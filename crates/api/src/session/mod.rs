//! Anonymous cookie-based sessions.
//!
//! Every request resolves to a [`User`]: a valid `userId` cookie loads
//! the stored record, anything else synthesizes a fresh anonymous user
//! with a 7-day session. User and session writes go straight to the
//! store -- they are not announced on the relay, so SSE clients only see
//! card traffic.

pub mod cookie;

use std::sync::Arc;

use chrono::Utc;
use serde::Serialize;

use corkboard_core::user::{Session, User};
use corkboard_events::KvRelay;
use corkboard_kv::{KvError, KvKey};

use crate::keyspace;

/// Outcome of resolving a request's cookie header.
pub struct Resolved {
    pub user: User,
    /// `Set-Cookie` value the caller must attach to the response when a
    /// new session was issued.
    pub set_cookie: Option<String>,
}

/// Cookie-to-user resolution and session lifecycle over the KV store.
#[derive(Clone)]
pub struct SessionService {
    relay: Arc<KvRelay>,
}

impl SessionService {
    pub fn new(relay: Arc<KvRelay>) -> Self {
        Self { relay }
    }

    /// Resolve a request's cookie header to a user record.
    ///
    /// An existing user gets its session refreshed when the stored
    /// record lacks a valid one, and `last_seen` bumped. An absent or
    /// unresolvable cookie yields a brand-new anonymous user plus the
    /// `Set-Cookie` header for the caller to merge into the response.
    pub async fn resolve_user(&self, cookie_header: Option<&str>) -> Result<Resolved, KvError> {
        if let Some(user_id) = cookie::user_id_from_cookie(cookie_header) {
            if let Some(mut user) = self
                .relay
                .get_json::<User>(&keyspace::user(&user_id))
                .await?
            {
                let mut set_cookie = None;

                let has_valid_session = match &user.session_id {
                    Some(session_id) => self.validate_session(session_id).await?,
                    None => false,
                };
                if !has_valid_session {
                    let session = Session::new(&user.id);
                    user.session_id = Some(session.session_id.clone());
                    set_cookie = Some(session.cookie.clone());
                    self.put(&keyspace::session(&session.session_id), &session)
                        .await?;
                    tracing::debug!(user_id = %user.id, "reissued session");
                }

                user.last_seen = Utc::now();
                self.put(&keyspace::user(&user.id), &user).await?;

                return Ok(Resolved { user, set_cookie });
            }
        }

        // First contact, or a cookie pointing at nothing: start fresh.
        let mut user = User::anonymous();
        let session = Session::new(&user.id);
        user.session_id = Some(session.session_id.clone());

        self.put(&keyspace::session(&session.session_id), &session)
            .await?;
        self.put(&keyspace::user(&user.id), &user).await?;

        tracing::info!(user_id = %user.id, username = %user.username, "created anonymous user");
        Ok(Resolved {
            user,
            set_cookie: Some(session.cookie),
        })
    }

    /// Best-effort `last_seen` bump; not-found and store errors are
    /// swallowed.
    pub async fn touch_last_seen(&self, user_id: &str) {
        let key = keyspace::user(user_id);
        match self.relay.get_json::<User>(&key).await {
            Ok(Some(mut user)) => {
                user.last_seen = Utc::now();
                if let Err(error) = self.put(&key, &user).await {
                    tracing::debug!(user_id, %error, "failed to bump last_seen");
                }
            }
            Ok(None) => {}
            Err(error) => tracing::debug!(user_id, %error, "failed to load user for last_seen"),
        }
    }

    /// True when the session exists and has not expired. Expired
    /// sessions found here are deleted on the spot.
    pub async fn validate_session(&self, session_id: &str) -> Result<bool, KvError> {
        let key = keyspace::session(session_id);
        match self.relay.get_json::<Session>(&key).await? {
            Some(session) if session.is_expired(Utc::now()) => {
                self.relay.store().delete(&key).await?;
                tracing::debug!(session_id, "deleted expired session");
                Ok(false)
            }
            Some(_) => Ok(true),
            None => Ok(false),
        }
    }

    /// Scan the whole sessions namespace and delete every expired
    /// record. Returns the number deleted.
    pub async fn sweep_expired_sessions(&self) -> Result<usize, KvError> {
        let entries = self
            .relay
            .store()
            .list(&keyspace::sessions_prefix(), None)
            .await?;

        let now = Utc::now();
        let mut deleted = 0;
        for entry in entries {
            let Ok(session) = serde_json::from_value::<Session>(entry.value) else {
                tracing::warn!(key = %entry.key, "skipping undecodable session record");
                continue;
            };
            if session.is_expired(now) {
                self.relay.store().delete(&entry.key).await?;
                deleted += 1;
            }
        }
        Ok(deleted)
    }

    async fn put<T: Serialize>(&self, key: &KvKey, value: &T) -> Result<(), KvError> {
        let value = serde_json::to_value(value)?;
        self.relay.store().set(key, value).await?;
        Ok(())
    }
}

+---+

*EXERCISE GOAL*:
The expected output is one number: how many lines of the data above hold the string "SessionService".

*EXPECTED ANSWER*:
2